» Work task:
Return the records below character for character.

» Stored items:
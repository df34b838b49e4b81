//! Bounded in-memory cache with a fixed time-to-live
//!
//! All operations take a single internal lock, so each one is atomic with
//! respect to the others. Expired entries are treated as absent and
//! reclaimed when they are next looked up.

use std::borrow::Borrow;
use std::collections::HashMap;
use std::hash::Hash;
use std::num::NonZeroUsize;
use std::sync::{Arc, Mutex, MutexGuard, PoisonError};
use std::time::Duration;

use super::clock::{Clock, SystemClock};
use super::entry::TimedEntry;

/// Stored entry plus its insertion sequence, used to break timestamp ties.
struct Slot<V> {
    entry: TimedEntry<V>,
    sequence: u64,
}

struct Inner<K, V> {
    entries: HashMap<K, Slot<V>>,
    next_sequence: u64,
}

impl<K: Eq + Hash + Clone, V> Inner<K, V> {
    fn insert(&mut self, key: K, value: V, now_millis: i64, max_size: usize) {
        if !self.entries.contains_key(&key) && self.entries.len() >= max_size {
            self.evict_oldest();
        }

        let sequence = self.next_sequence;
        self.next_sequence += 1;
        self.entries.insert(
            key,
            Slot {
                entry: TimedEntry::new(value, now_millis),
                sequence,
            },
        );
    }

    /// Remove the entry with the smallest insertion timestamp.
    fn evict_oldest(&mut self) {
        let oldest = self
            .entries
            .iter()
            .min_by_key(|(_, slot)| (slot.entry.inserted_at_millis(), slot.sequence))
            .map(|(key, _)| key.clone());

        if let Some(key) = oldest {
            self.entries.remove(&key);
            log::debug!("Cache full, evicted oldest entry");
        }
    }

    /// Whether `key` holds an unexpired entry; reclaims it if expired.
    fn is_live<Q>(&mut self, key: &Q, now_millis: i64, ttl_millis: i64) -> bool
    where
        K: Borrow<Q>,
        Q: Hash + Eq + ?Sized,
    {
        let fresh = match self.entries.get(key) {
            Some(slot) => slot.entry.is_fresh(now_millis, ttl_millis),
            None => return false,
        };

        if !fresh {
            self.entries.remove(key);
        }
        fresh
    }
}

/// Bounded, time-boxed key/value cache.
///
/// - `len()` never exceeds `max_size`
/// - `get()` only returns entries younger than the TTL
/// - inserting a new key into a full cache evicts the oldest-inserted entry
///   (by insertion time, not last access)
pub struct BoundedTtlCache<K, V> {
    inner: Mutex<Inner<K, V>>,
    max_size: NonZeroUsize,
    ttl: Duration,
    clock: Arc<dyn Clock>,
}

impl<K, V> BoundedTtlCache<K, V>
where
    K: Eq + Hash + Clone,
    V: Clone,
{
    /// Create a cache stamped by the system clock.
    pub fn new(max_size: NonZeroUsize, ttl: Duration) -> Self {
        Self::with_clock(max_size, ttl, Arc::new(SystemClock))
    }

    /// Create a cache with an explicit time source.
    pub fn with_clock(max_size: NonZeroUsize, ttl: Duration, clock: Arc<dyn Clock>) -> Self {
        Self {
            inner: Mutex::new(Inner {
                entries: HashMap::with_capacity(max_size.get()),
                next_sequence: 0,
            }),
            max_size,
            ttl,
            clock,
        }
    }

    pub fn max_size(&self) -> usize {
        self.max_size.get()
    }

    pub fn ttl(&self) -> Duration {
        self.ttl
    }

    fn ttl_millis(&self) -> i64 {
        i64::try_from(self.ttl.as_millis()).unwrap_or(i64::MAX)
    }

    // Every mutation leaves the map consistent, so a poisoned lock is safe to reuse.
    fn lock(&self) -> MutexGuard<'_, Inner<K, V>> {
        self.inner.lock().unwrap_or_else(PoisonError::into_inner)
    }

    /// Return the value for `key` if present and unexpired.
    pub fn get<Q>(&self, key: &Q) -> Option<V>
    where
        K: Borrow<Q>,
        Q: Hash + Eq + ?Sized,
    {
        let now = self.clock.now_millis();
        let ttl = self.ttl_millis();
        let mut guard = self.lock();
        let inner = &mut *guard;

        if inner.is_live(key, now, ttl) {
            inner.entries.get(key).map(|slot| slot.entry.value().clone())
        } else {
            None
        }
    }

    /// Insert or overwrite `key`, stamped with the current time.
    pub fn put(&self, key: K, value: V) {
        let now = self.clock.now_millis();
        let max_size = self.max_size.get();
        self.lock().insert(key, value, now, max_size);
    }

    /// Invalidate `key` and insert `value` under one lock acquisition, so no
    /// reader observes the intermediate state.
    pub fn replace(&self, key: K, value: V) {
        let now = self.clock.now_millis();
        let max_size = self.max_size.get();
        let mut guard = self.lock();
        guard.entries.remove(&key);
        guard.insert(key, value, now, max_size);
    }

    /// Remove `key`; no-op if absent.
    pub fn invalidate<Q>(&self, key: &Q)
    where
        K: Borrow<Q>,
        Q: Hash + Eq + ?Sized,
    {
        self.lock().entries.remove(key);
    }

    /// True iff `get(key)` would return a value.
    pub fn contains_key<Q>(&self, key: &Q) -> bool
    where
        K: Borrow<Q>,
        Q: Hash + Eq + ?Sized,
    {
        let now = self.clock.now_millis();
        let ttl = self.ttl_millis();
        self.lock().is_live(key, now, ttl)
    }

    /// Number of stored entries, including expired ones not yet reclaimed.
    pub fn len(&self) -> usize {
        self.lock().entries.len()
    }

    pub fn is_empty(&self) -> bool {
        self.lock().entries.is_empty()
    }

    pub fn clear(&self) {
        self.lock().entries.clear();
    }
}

» Solution below:
repository df34b838b49e4b81
//! Bounded in-memory cache with a fixed time-to-live
//!
//! All operations take a single internal lock, so each one is atomic with
//! respect to the others. Expired entries are treated as absent and
//! reclaimed when they are next looked up.

use std::borrow::Borrow;
use std::collections::HashMap;
use std::hash::Hash;
use std::num::NonZeroUsize;
use std::sync::{Arc, Mutex, MutexGuard, PoisonError};
use std::time::Duration;

use super::clock::{Clock, SystemClock};
use super::entry::TimedEntry;

/// Stored entry plus its insertion sequence, used to break timestamp ties.
struct Slot<V> {
    entry: TimedEntry<V>,
    sequence: u64,
}

struct Inner<K, V> {
    entries: HashMap<K, Slot<V>>,
    next_sequence: u64,
}

impl<K: Eq + Hash + Clone, V> Inner<K, V> {
    fn insert(&mut self, key: K, value: V, now_millis: i64, max_size: usize) {
        if !self.entries.contains_key(&key) && self.entries.len() >= max_size {
            self.evict_oldest();
        }

        let sequence = self.next_sequence;
        self.next_sequence += 1;
        self.entries.insert(
            key,
            Slot {
                entry: TimedEntry::new(value, now_millis),
                sequence,
            },
        );
    }

    /// Remove the entry with the smallest insertion timestamp.
    fn evict_oldest(&mut self) {
        let oldest = self
            .entries
            .iter()
            .min_by_key(|(_, slot)| (slot.entry.inserted_at_millis(), slot.sequence))
            .map(|(key, _)| key.clone());

        if let Some(key) = oldest {
            self.entries.remove(&key);
            log::debug!("Cache full, evicted oldest entry");
        }
    }

    /// Whether `key` holds an unexpired entry; reclaims it if expired.
    fn is_live<Q>(&mut self, key: &Q, now_millis: i64, ttl_millis: i64) -> bool
    where
        K: Borrow<Q>,
        Q: Hash + Eq + ?Sized,
    {
        let fresh = match self.entries.get(key) {
            Some(slot) => slot.entry.is_fresh(now_millis, ttl_millis),
            None => return false,
        };

        if !fresh {
            self.entries.remove(key);
        }
        fresh
    }
}

/// Bounded, time-boxed key/value cache.
///
/// - `len()` never exceeds `max_size`
/// - `get()` only returns entries younger than the TTL
/// - inserting a new key into a full cache evicts the oldest-inserted entry
///   (by insertion time, not last access)
pub struct BoundedTtlCache<K, V> {
    inner: Mutex<Inner<K, V>>,
    max_size: NonZeroUsize,
    ttl: Duration,
    clock: Arc<dyn Clock>,
}

impl<K, V> BoundedTtlCache<K, V>
where
    K: Eq + Hash + Clone,
    V: Clone,
{
    /// Create a cache stamped by the system clock.
    pub fn new(max_size: NonZeroUsize, ttl: Duration) -> Self {
        Self::with_clock(max_size, ttl, Arc::new(SystemClock))
    }

    /// Create a cache with an explicit time source.
    pub fn with_clock(max_size: NonZeroUsize, ttl: Duration, clock: Arc<dyn Clock>) -> Self {
        Self {
            inner: Mutex::new(Inner {
                entries: HashMap::with_capacity(max_size.get()),
                next_sequence: 0,
            }),
            max_size,
            ttl,
            clock,
        }
    }

    pub fn max_size(&self) -> usize {
        self.max_size.get()
    }

    pub fn ttl(&self) -> Duration {
        self.ttl
    }

    fn ttl_millis(&self) -> i64 {
        i64::try_from(self.ttl.as_millis()).unwrap_or(i64::MAX)
    }

    // Every mutation leaves the map consistent, so a poisoned lock is safe to reuse.
    fn lock(&self) -> MutexGuard<'_, Inner<K, V>> {
        self.inner.lock().unwrap_or_else(PoisonError::into_inner)
    }

    /// Return the value for `key` if present and unexpired.
    pub fn get<Q>(&self, key: &Q) -> Option<V>
    where
        K: Borrow<Q>,
        Q: Hash + Eq + ?Sized,
    {
        let now = self.clock.now_millis();
        let ttl = self.ttl_millis();
        let mut guard = self.lock();
        let inner = &mut *guard;

        if inner.is_live(key, now, ttl) {
            inner.entries.get(key).map(|slot| slot.entry.value().clone())
        } else {
            None
        }
    }

    /// Insert or overwrite `key`, stamped with the current time.
    pub fn put(&self, key: K, value: V) {
        let now = self.clock.now_millis();
        let max_size = self.max_size.get();
        self.lock().insert(key, value, now, max_size);
    }

    /// Invalidate `key` and insert `value` under one lock acquisition, so no
    /// reader observes the intermediate state.
    pub fn replace(&self, key: K, value: V) {
        let now = self.clock.now_millis();
        let max_size = self.max_size.get();
        let mut guard = self.lock();
        guard.entries.remove(&key);
        guard.insert(key, value, now, max_size);
    }

    /// Remove `key`; no-op if absent.
    pub fn invalidate<Q>(&self, key: &Q)
    where
        K: Borrow<Q>,
        Q: Hash + Eq + ?Sized,
    {
        self.lock().entries.remove(key);
    }

    /// True iff `get(key)` would return a value.
    pub fn contains_key<Q>(&self, key: &Q) -> bool
    where
        K: Borrow<Q>,
        Q: Hash + Eq + ?Sized,
    {
        let now = self.clock.now_millis();
        let ttl = self.ttl_millis();
        self.lock().is_live(key, now, ttl)
    }

    /// Number of stored entries, including expired ones not yet reclaimed.
    pub fn len(&self) -> usize {
        self.lock().entries.len()
    }

    pub fn is_empty(&self) -> bool {
        self.lock().entries.is_empty()
    }

    pub fn clear(&self) {
        self.lock().entries.clear();
    }
}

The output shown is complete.